● AIM OF THE TASK
Everything in the listing below needs to be retyped exactly.

● EXERCISE MATERIALS
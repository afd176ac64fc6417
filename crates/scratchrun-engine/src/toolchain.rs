//! Collaborators the orchestrator drives
//!
//! Each stage that needs a compiler service goes through one of these traits.
//! Implementations must be `Send + Sync` so one executor can serve runs on
//! several threads.

use std::path::{Path, PathBuf};

use scratchrun_utils::types::ScratchFile;

use crate::stages::{
    Analysis, AnalyzerFault, BackendError, ExpandedContext, GenerationFilter,
    InstrumentationResult, ModuleContext, SourceUnit, UnitSource,
};

pub use scratchrun_runner::ProcessRunner;

/// Source-to-source rewrite that injects the output markers.
pub trait Instrumenter: Send + Sync {
    fn process(&self, file: &ScratchFile) -> InstrumentationResult;
}

/// Semantic checker. `Err` means the analyzer itself broke, not the code.
pub trait Analyzer: Send + Sync {
    fn analyze(&self, unit: &SourceUnit<'_>) -> Result<Analysis, AnalyzerFault>;
}

/// Expands an analyzed module context into what code generation needs.
pub trait ClosureResolver: Send + Sync {
    fn resolve(
        &self,
        context: ModuleContext,
        unit: &SourceUnit<'_>,
    ) -> Result<ExpandedContext, AnalyzerFault>;
}

/// Code generator. Writes artifacts for filtered units into `out_dir` and
/// returns the files it produced.
pub trait Backend: Send + Sync {
    fn generate(
        &self,
        context: &ExpandedContext,
        filter: &GenerationFilter,
        out_dir: &Path,
    ) -> Result<Vec<PathBuf>, BackendError>;
}

/// Resolver that takes the analyzer's dependency files as the full closure.
#[derive(Debug, Clone, Copy, Default)]
pub struct PassthroughResolver;

impl ClosureResolver for PassthroughResolver {
    fn resolve(
        &self,
        context: ModuleContext,
        unit: &SourceUnit<'_>,
    ) -> Result<ExpandedContext, AnalyzerFault> {
        Ok(ExpandedContext {
            module: context.module,
            sources: vec![UnitSource {
                name: unit.name().to_string(),
                code: unit.text().to_string(),
            }],
            dependency_files: context.dependency_files,
        })
    }
}

/// The four compiler-side collaborators of one executor.
pub struct Toolchain {
    pub instrumenter: Box<dyn Instrumenter>,
    pub analyzer: Box<dyn Analyzer>,
    pub resolver: Box<dyn ClosureResolver>,
    pub backend: Box<dyn Backend>,
}

impl std::fmt::Debug for Toolchain {
    fn fmt(&self, f: &mut std::fmt::Formatter<'_>) -> std::fmt::Result {
        f.debug_struct("Toolchain").finish_non_exhaustive()
    }
}

#[cfg(test)]
mod tests {
    use super::*;
    use crate::stages::InstrumentedUnit;

    #[test]
    fn test_passthrough_keeps_dependencies_and_source() {
        let file = ScratchFile::from_source("s.kts", "1 + 1");
        let unit = InstrumentedUnit::new(&file, "println(1 + 1)".to_string(), "SKt".to_string());
        let context = ModuleContext {
            module: Some("app".to_string()),
            dependency_files: vec![PathBuf::from("lib/a.jar")],
        };

        let expanded = PassthroughResolver
            .resolve(context, &SourceUnit::Instrumented(&unit))
            .unwrap();
        assert_eq!(expanded.module.as_deref(), Some("app"));
        assert_eq!(expanded.dependency_files, vec![PathBuf::from("lib/a.jar")]);
        assert_eq!(
            expanded.sources,
            vec![UnitSource {
                name: "s.kts".to_string(),
                code: "println(1 + 1)".to_string(),
            }]
        );
    }
}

● WRITTEN SOLUTION
repository afd176ac64fc6417
filename crates/scratchrun-engine/src/toolchain.rs
//! Collaborators the orchestrator drives
//!
//! Each stage that needs a compiler service goes through one of these traits.
//! Implementations must be `Send + Sync` so one executor can serve runs on
//! several threads.

use std::path::{Path, PathBuf};

use scratchrun_utils::types::ScratchFile;

use crate::stages::{
    Analysis, AnalyzerFault, BackendError, ExpandedContext, GenerationFilter,
    InstrumentationResult, ModuleContext, SourceUnit, UnitSource,
};

pub use scratchrun_runner::ProcessRunner;

/// Source-to-source rewrite that injects the output markers.
pub trait Instrumenter: Send + Sync {
    fn process(&self, file: &ScratchFile) -> InstrumentationResult;
}

/// Semantic checker. `Err` means the analyzer itself broke, not the code.
pub trait Analyzer: Send + Sync {
    fn analyze(&self, unit: &SourceUnit<'_>) -> Result<Analysis, AnalyzerFault>;
}

/// Expands an analyzed module context into what code generation needs.
pub trait ClosureResolver: Send + Sync {
    fn resolve(
        &self,
        context: ModuleContext,
        unit: &SourceUnit<'_>,
    ) -> Result<ExpandedContext, AnalyzerFault>;
}

/// Code generator. Writes artifacts for filtered units into `out_dir` and
/// returns the files it produced.
pub trait Backend: Send + Sync {
    fn generate(
        &self,
        context: &ExpandedContext,
        filter: &GenerationFilter,
        out_dir: &Path,
    ) -> Result<Vec<PathBuf>, BackendError>;
}

/// Resolver that takes the analyzer's dependency files as the full closure.
#[derive(Debug, Clone, Copy, Default)]
pub struct PassthroughResolver;

impl ClosureResolver for PassthroughResolver {
    fn resolve(
        &self,
        context: ModuleContext,
        unit: &SourceUnit<'_>,
    ) -> Result<ExpandedContext, AnalyzerFault> {
        Ok(ExpandedContext {
            module: context.module,
            sources: vec![UnitSource {
                name: unit.name().to_string(),
                code: unit.text().to_string(),
            }],
            dependency_files: context.dependency_files,
        })
    }
}

/// The four compiler-side collaborators of one executor.
pub struct Toolchain {
    pub instrumenter: Box<dyn Instrumenter>,
    pub analyzer: Box<dyn Analyzer>,
    pub resolver: Box<dyn ClosureResolver>,
    pub backend: Box<dyn Backend>,
}

impl std::fmt::Debug for Toolchain {
    fn fmt(&self, f: &mut std::fmt::Formatter<'_>) -> std::fmt::Result {
        f.debug_struct("Toolchain").finish_non_exhaustive()
    }
}

#[cfg(test)]
mod tests {
    use super::*;
    use crate::stages::InstrumentedUnit;

    #[test]
    fn test_passthrough_keeps_dependencies_and_source() {
        let file = ScratchFile::from_source("s.kts", "1 + 1");
        let unit = InstrumentedUnit::new(&file, "println(1 + 1)".to_string(), "SKt".to_string());
        let context = ModuleContext {
            module: Some("app".to_string()),
            dependency_files: vec![PathBuf::from("lib/a.jar")],
        };

        let expanded = PassthroughResolver
            .resolve(context, &SourceUnit::Instrumented(&unit))
            .unwrap();
        assert_eq!(expanded.module.as_deref(), Some("app"));
        assert_eq!(expanded.dependency_files, vec![PathBuf::from("lib/a.jar")]);
        assert_eq!(
            expanded.sources,
            vec![UnitSource {
                name: "s.kts".to_string(),
                code: "println(1 + 1)".to_string(),
            }]
        );
    }
}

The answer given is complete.